The impact of this “gen speed” development model is clearly visible in Genspark’s aggressive rollout schedule and financial milestones. Just nine days after Super Agent’s launch, on April 11th, the company reached $10 million in ARR. This momentum continued, with new features like AI Slides (April 22nd) and personalized Super Agents (April 28th) quickly following. By May 2nd, exactly one month post-launch, Genspark’s ARR had surged to $22 million, further climbing to $36 million by May 19th. The subsequent months saw a continuous stream of innovations, including AI Sheets (May 8th), an agentic download system and AI drive (May 15th), AI-powered phone calls (May 22nd), an AI Secretary for managing communications and calendars (June 4th), and an AI Browser with an extended tool marketplace (June 10th). The relentless pace continued through July and into August, with the introduction of AI Docs, Design Studio, AI Pods for podcast creation, and finally, multi-agent orchestration, enabling up to ten AI agents to operate simultaneously.
Genspark’s rapid ascent has also fueled a competitive spirit within the burgeoning AI agent space. Following OpenAI’s mid-July announcement of its ChatGPT agent, Genspark initiated a “1 Million Dollar Side-by-side AI Showdown,” challenging users to identify instances where other platforms outperform Super Agent. In the first round, users were tasked with creating a 12-page financial slide using both Genspark and ChatGPT Agent, with 429 instances found where the latter edged out, earning participants $100 for each. The second round, which concluded in early August, upped the stakes to $200 per win and broadened the competition to any AI tool, with results evaluated by Google Gemini. Genspark framed this contest not as a rivalry but as a collective effort to push the boundaries of the AI agent ecosystem.
The technical underpinnings of Super Agent are as sophisticated as its development process. Unlike older search paradigms that relied on rigid, fixed workflows, Super Agent employs a mixture-of-agents (MoE) system, integrating nine distinct large language models (LLMs) of varying sizes and specializations. These models collaboratively break down tasks, delegate responsibilities based on individual strengths, and cross-verify one another’s outputs. Super Agent is also equipped with over 80 tools, ranging from sub-agents capable of generating Python code to those that can autonomously make phone calls, and draws upon more than 10 curated datasets. Genspark leverages a diverse array of foundational models, including those from Anthropic, OpenAI, Google Gemini, DeepSeek, and xAI’s Grok 4, using an aggregator model to analyze their outputs for optimal cost-effectiveness, accuracy, and reduction of “hallucinations.” While Genspark also fine-tunes its own frontier model, Zhu emphasizes that the goal is not to chase state-of-the-art breakthroughs for their own sake, but rather to reduce costs and latency for high-volume, lower-level tasks, as many proprietary models are “too big, too slow and too expensive.”

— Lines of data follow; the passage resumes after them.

//! Aggregated statistics over extracted combat events
//!
//! Every record here is mutated incrementally as events are folded in, and
//! serializes as-is for the calling layer.

mod aggregator;
mod records;
mod summary;


pub use aggregator::{
    enemy_analysis, last_combat_system, max_damage, repair_analysis, time_analysis, time_bucket,
    total_damage, total_repaired, update_combat_time, weapon_analysis,
};
pub use records::{AnalysisCategory, DamageAnalysis, LogAnalysis, RepairAnalysis};
pub use summary::{Analyzer, analyze};
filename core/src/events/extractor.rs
use memchr::memmem;

use super::{DamageEvent, Direction, RepairEvent, RepairType};
use crate::combat_log::LogEvent;

// a single hit or repair cycle never comes near u32::MAX; anything past it is
// corrupt input and parses to zero, which drops the line
macro_rules! parse_quantity {
    ($s:expr) => {
        i64::from($s.parse::<u32>().unwrap_or_default())
    };
}

const SEGMENT_DELIMITER: &str = " - ";

// remote repair lines also read "<n> remote ... to <target>", keep them out of damage
const REPAIR_NOISE: [&str; 2] = ["remote armor repaired", "remote shield boosted"];

const REPAIR_MARKERS: [(&str, RepairType); 2] = [
    (" remote armor repaired", RepairType::Armor),
    (" remote shield boosted", RepairType::Shield),
];

/// Extract every damage event, in log order.
pub fn damage_events(events: &[LogEvent]) -> Vec<DamageEvent> {
    let extracted: Vec<DamageEvent> = events
        .iter()
        .filter(|e| e.is_quantified_combat())
        .filter_map(parse_damage)
        .collect();
    tracing::debug!(count = extracted.len(), "extracted damage events");
    extracted
}

/// Extract every remote repair event, in log order.
pub fn repair_events(events: &[LogEvent]) -> Vec<RepairEvent> {
    let extracted: Vec<RepairEvent> = events
        .iter()
        .filter(|e| e.is_quantified_combat())
        .filter_map(parse_repair)
        .collect();
    tracing::debug!(count = extracted.len(), "extracted repair events");
    extracted
}

// "567 to [P-1]Bad Guy - Inferno Rage Compiler Error - Hits"
fn parse_damage(event: &LogEvent) -> Option<DamageEvent> {
    let text = event.text.as_str();
    let bytes = text.as_bytes();

    if REPAIR_NOISE
        .iter()
        .any(|noise| memmem::find(bytes, noise.as_bytes()).is_some())
    {
        return None;
    }

    let digits_end = text
        .find(|c: char| !c.is_ascii_digit())
        .unwrap_or(text.len());
    let after_digits = &text[digits_end..];

    let (direction, rest) = if let Some(rest) = after_digits.strip_prefix(" to ") {
        (Direction::To, rest)
    } else if let Some(rest) = after_digits.strip_prefix(" from ") {
        (Direction::From, rest)
    } else {
        return None;
    };

    let damage = parse_quantity!(&text[..digits_end]);
    if damage <= 0 {
        return None;
    }

    let segments: Vec<&str> = rest.split(SEGMENT_DELIMITER).map(str::trim).collect();
    let (entity, weapon, outcome) = match segments.as_slice() {
        [entity, weapon, outcome, ..] => (*entity, *weapon, *outcome),
        [entity, outcome] => (*entity, "", *outcome),
        [entity] => (*entity, "", ""),
        [] => return None,
    };

    Some(DamageEvent {
        event_time: event.event_time.clone(),
        damage,
        direction,
        entity: entity.to_string(),
        weapon: weapon.to_string(),
        outcome: outcome.to_string(),
        location: event.location.clone(),
        text: event.text.clone(),
    })
}

// "350 remote armor repaired to Guardian Pilot - Guardian - Large Remote Armor Repairer II"
fn parse_repair(event: &LogEvent) -> Option<RepairEvent> {
    let text = event.text.as_str();
    let bytes = text.as_bytes();

    let (pos, marker, rep_type) = REPAIR_MARKERS.iter().find_map(|(marker, rep_type)| {
        memmem::find(bytes, marker.as_bytes()).map(|pos| (pos, *marker, *rep_type))
    })?;

    let repaired = parse_quantity!(text[..pos].trim());
    if repaired <= 0 {
        return None;
    }

    let rest = &text[pos + marker.len()..];
    let rest = rest.strip_prefix(" to ").unwrap_or(rest).trim();
    let mut segments = rest.split(SEGMENT_DELIMITER).map(str::trim);
    let mut next_segment = || segments.next().unwrap_or_default().to_string();

    Some(RepairEvent {
        event_time: event.event_time.clone(),
        repaired,
        direction: Direction::To,
        rep_type,
        entity: next_segment(),
        ship: next_segment(),
        module: next_segment(),
        location: event.location.clone(),
    })
}
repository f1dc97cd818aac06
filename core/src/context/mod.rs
mod config;
mod error;
mod log_files;

pub use config::{AppConfig, AppConfigExt, DEFAULT_MAX_FILE_BYTES};
pub use error::ConfigError;
pub use log_files::{DirectoryIndex, LogFileMetaData, parse_log_filename};
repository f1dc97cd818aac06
//! Error types for context operations

use thiserror::Error;

/// Errors during configuration operations
#[derive(Debug, Error)]
pub enum ConfigError {
    #[error("failed to load configuration")]
    Load(#[from] confy::ConfyError),

    #[error("failed to save configuration")]
    Save(#[source] confy::ConfyError),
}
use clap::{Parser, Subcommand};
use fleetlog_cli::{commands, logging};
use fleetlog_core::{AppConfig, AppConfigExt};
use std::path::PathBuf;
use std::process::ExitCode;

#[derive(Parser)]
#[command(version, about = "Damage and repair statistics from game combat logs")]
struct Cli {
    #[command(subcommand)]
    command: Commands,
}

#[derive(Subcommand)]
enum Commands {
    /// Analyze one log file
    Analyze {
        #[arg(short, long)]
        path: PathBuf,
        /// Print the full analysis as JSON
        #[arg(long)]
        json: bool,
    },
    /// Analyze the newest log in the configured directory
    Latest {
        #[arg(long)]
        json: bool,
    },
    ListFiles,
    Config,
    SetDirectory {
        #[arg(short, long)]
        path: String,
    },
}

fn main() -> ExitCode {
    logging::init();

    let cli = Cli::parse();
    let mut config = AppConfig::load();

    let result = match cli.command {
        Commands::Analyze { path, json } => commands::analyze_file(&path, &config, json),
        Commands::Latest { json } => commands::analyze_latest(&config, json),
        Commands::ListFiles => commands::list_files(&config),
        Commands::Config => commands::show_settings(&config),
        Commands::SetDirectory { path } => commands::set_directory(path, &mut config),
    };

    match result {
        Ok(()) => ExitCode::SUCCESS,
        Err(err) => {
            eprintln!("error: {err}");
            ExitCode::FAILURE
        }
    }
}
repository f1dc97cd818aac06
//! Combat log analysis engine.
//!
//! Raw game log text goes in, a [`LogAnalysis`] comes out:
//!
//! ```
//! let analysis = fleetlog_core::analyze(
//!     "[ 2024.03.14 19:22:01 ] (combat) <b>120</b> to <b>Rat</b> - Light Missile - Hits",
//! );
//! assert_eq!(analysis.damage_done, 120);
//! ```

pub mod analysis;
pub mod combat_log;
pub mod context;
pub mod events;

// Re-exports for convenience
pub use analysis::{
    AnalysisCategory, Analyzer, DamageAnalysis, LogAnalysis, RepairAnalysis, analyze,
};
pub use combat_log::{LogEvent, LogParser, ParseError, Reader, ReaderError, parse, parse_line};
pub use context::{AppConfig, AppConfigExt, DirectoryIndex};
pub use events::{DamageEvent, Direction, RepairEvent, RepairType, damage_events, repair_events};
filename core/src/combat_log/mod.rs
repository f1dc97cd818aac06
mod error;
mod location;
mod log_event;
mod markup;
mod parser;
mod reader;

pub use error::{ParseError, ReaderError};
pub use location::update_location;
pub use log_event::*;
pub use markup::strip_html;
pub use parser::{LogParser, listener, parse, parse_line};
pub use reader::Reader;
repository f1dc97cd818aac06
//! Logging configuration for the command line front end.
//!
//! Logs go to stderr so analysis output on stdout can be piped. Set
//! `DEBUG_LOGGING=1` to enable debug output for fleetlog crates.

use tracing_subscriber::{
    EnvFilter,
    fmt::{self, format::FmtSpan},
    layer::SubscriberExt,
    util::SubscriberInitExt,
};

const DEFAULT_DIRECTIVE: &str = "warn";
const DEBUG_DIRECTIVE: &str = "warn,fleetlog_core=debug,fleetlog_cli=debug";

/// Initialize stderr logging. `RUST_LOG` wins over `DEBUG_LOGGING` when set.
pub fn init() {
    let debug_logging = std::env::var("DEBUG_LOGGING").is_ok();

    let stderr_layer = fmt::layer()
        .with_writer(std::io::stderr)
        .with_target(true)
        .with_span_events(FmtSpan::NONE);

    let filter = EnvFilter::try_from_default_env().unwrap_or_else(|_| {
        EnvFilter::new(if debug_logging {
            DEBUG_DIRECTIVE
        } else {
            DEFAULT_DIRECTIVE
        })
    });

    tracing_subscriber::registry()
        .with(stderr_layer)
        .with(filter)
        .init();

    tracing::debug!(debug_logging, "fleetlog logging initialized");
}
use std::sync::Arc;

use chrono::Utc;
use rust_decimal::Decimal;
use tracing::{error, info, warn};
use uuid::Uuid;

use payguard_backend::{BackendApi, TransferRequest, TxState};
use payguard_guards::{auto_approve_eligible, evaluate, GuardContext};
use payguard_store::IntentStore;
use payguard_types::{
    initial_steps, CrossChainTransfer, ExecutionArtifacts, GuardKind, GuardPolicy, IntentStatus,
    PaymentIntent, PaymentRequest, SettlementRecord, StepKind, StepStatus,
};

use crate::error::EngineError;
use crate::router::{self, ExecutionRoute};

/// Window applied to rolling-budget policies that do not carry their own.
const DEFAULT_BUDGET_WINDOW_SECS: u64 = 86_400;

pub(crate) fn current_timestamp() -> u64 {
    Utc::now().timestamp() as u64
}

/// Advance the intent along the status graph. Every transition the machine
/// makes goes through here so the graph in `IntentStatus::admits` stays the
/// single source of truth.
fn advance(intent: &mut PaymentIntent, next: IntentStatus) {
    debug_assert!(
        intent.status.admits(next),
        "status {} does not admit {}",
        intent.status,
        next
    );
    intent.status = next;
}

/// Where the state machine reads the active guard policy set from.
/// Policies are owned by configuration; the machine never mutates them.
pub trait PolicySource: Send + Sync {
    fn current(&self) -> Vec<GuardPolicy>;
}

/// A fixed policy set, loaded once at startup.
#[derive(Debug, Clone, Default)]
pub struct StaticPolicySource {
    policies: Vec<GuardPolicy>,
}

impl StaticPolicySource {
    pub fn new(policies: Vec<GuardPolicy>) -> Self {
        Self { policies }
    }
}

impl PolicySource for StaticPolicySource {
    fn current(&self) -> Vec<GuardPolicy> {
        self.policies.clone()
    }
}

/// Knobs that change how the machine moves intents, not what the moves are.
#[derive(Debug, Clone)]
pub struct MachineConfig {
    /// When set, every payment waits for a human even if an auto-approve
    /// threshold would pre-clear it.
    pub require_manual_approval: bool,
    /// Check the wallet balance before creating an intent. The check is
    /// advisory: if it cannot be performed, creation proceeds and the
    /// simulation dry run catches funding problems later.
    pub balance_precheck: bool,
}

impl Default for MachineConfig {
    fn default() -> Self {
        Self {
            require_manual_approval: false,
            balance_precheck: true,
        }
    }
}

/// Owns every status transition a payment intent can make. Collaborators are
/// injected so the transition logic is testable without a live backend.
///
/// Callers must not issue concurrent `execute` calls for the same intent id;
/// read-modify-write against the store is not atomic.
pub struct PaymentStateMachine {
    store: Arc<dyn IntentStore>,
    backend: Arc<dyn BackendApi>,
    policies: Arc<dyn PolicySource>,
    config: MachineConfig,
}
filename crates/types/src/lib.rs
//! Shared data model for the Payguard engine: payment intents, guard
//! policies, custody bindings, and settlement records.

pub mod intent;
pub mod policy;
pub mod request;
pub mod settlement;
pub mod step;
pub mod transfer;
pub mod wallet;

pub use intent::*;
pub use policy::*;
pub use request::*;
pub use settlement::*;
pub use step::*;
pub use transfer::*;
pub use wallet::*;

pub const ENGINE_VERSION: &str = "1.0";
use thiserror::Error;

/// Failures from the execution backend client.
///
/// Only the network-class variants are retried; everything else, including
/// an error envelope inside a 200 response, propagates immediately.
#[derive(Debug, Error)]
pub enum BackendError {
    #[error("backend call timed out after {timeout_ms}ms")]
    Timeout { timeout_ms: u64 },

    #[error("network error calling backend: {message}")]
    Network { message: String },

    #[error("backend reported failure: {message}")]
    Application { message: String },

    #[error("malformed backend response: {message}")]
    Protocol { message: String },

    #[error("backend client misconfigured: {message}")]
    Config { message: String },
}

impl BackendError {
    /// The fixed allow-list of retryable conditions: timeouts and
    /// connection-class failures. Application and protocol errors are the
    /// backend speaking; repeating the question will not change the answer.
    pub fn is_transient(&self) -> bool {
        matches!(
            self,
            BackendError::Timeout { .. } | BackendError::Network { .. }
        )
    }

    pub(crate) fn from_reqwest(err: reqwest::Error, timeout_ms: u64) -> Self {
        if err.is_timeout() {
            BackendError::Timeout { timeout_ms }
        } else if err.is_connect() || err.is_request() || err.is_body() {
            // Connection refused/reset, socket errors, interrupted bodies
            BackendError::Network {
                message: err.to_string(),
            }
        } else if err.is_decode() {
            BackendError::Protocol {
                message: err.to_string(),
            }
        } else {
            BackendError::Network {
                message: err.to_string(),
            }
        }
    }
}
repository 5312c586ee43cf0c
use serde::{Deserialize, Serialize};
use payguard_types::GuardResult;

/// One policy whose outcome differs between the original evaluation and a
/// replay against the current policy set.
#[derive(Debug, Clone, PartialEq, Eq, Serialize, Deserialize)]
pub struct GuardDiff {
    pub policy_id: String,
    pub policy_name: String,
    pub original_passed: bool,
    /// None when the policy no longer exists in the current set
    pub current_passed: Option<bool>,
}

/// Pair each original guard result with its same-id current counterpart and
/// report every policy whose pass/fail flipped. Policies removed since the
/// original evaluation are reported with `current_passed: None`.
pub fn diff_results(original: &[GuardResult], current: &[GuardResult]) -> Vec<GuardDiff> {
    original
        .iter()
        .filter_map(|orig| {
            let counterpart = current.iter().find(|c| c.policy_id == orig.policy_id);
            match counterpart {
                Some(cur) if cur.passed == orig.passed => None,
                Some(cur) => Some(GuardDiff {
                    policy_id: orig.policy_id.clone(),
                    policy_name: orig.policy_name.clone(),
                    original_passed: orig.passed,
                    current_passed: Some(cur.passed),
                }),
                None => Some(GuardDiff {
                    policy_id: orig.policy_id.clone(),
                    policy_name: orig.policy_name.clone(),
                    original_passed: orig.passed,
                    current_passed: None,
                }),
            }
        })
        .collect()
}

#[cfg(test)]
mod tests {
    use super::*;

    fn result(id: &str, passed: bool) -> GuardResult {
        GuardResult {
            policy_id: id.to_string(),
            policy_name: format!("policy {id}"),
            passed,
            reason: None,
        }
    }

    #[test]
    fn test_unchanged_outcomes_produce_no_diff() {
        let original = vec![result("a", true), result("b", false)];
        let current = vec![result("a", true), result("b", false)];
        assert!(diff_results(&original, &current).is_empty());
    }

    #[test]
    fn test_flipped_outcome_is_reported() {
        let original = vec![result("a", true)];
        let current = vec![result("a", false)];
        let diffs = diff_results(&original, &current);
        assert_eq!(diffs.len(), 1);
        assert_eq!(diffs[0].policy_id, "a");
        assert!(diffs[0].original_passed);
        assert_eq!(diffs[0].current_passed, Some(false));
    }

    #[test]
    fn test_removed_policy_reported_as_not_evaluated() {
        let original = vec![result("a", true), result("b", true)];
        let current = vec![result("a", true)];
        let diffs = diff_results(&original, &current);
        assert_eq!(diffs.len(), 1);
        assert_eq!(diffs[0].policy_id, "b");
        assert_eq!(diffs[0].current_passed, None);
    }

    #[test]
    fn test_newly_added_policies_are_ignored() {
        // Diffs pair from the original side; a policy added after the fact
        // has no original outcome to flip.
        let original = vec![result("a", true)];
        let current = vec![result("a", true), result("c", false)];
        assert!(diff_results(&original, &current).is_empty());
    }
}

Ultimately, Genspark’s “vibe working” ethos extends beyond just engineering, aiming to democratize AI development. The company believes that by making its tools intuitive and powerful, it can enable even non-programmers to “vibe”—experiment and create with AI—without needing familiarity with complex integrated development environments or coding languages.
Genspark’s AI-native approach isn’t just accelerating product cycles; it’s redefining how software is built and scaled.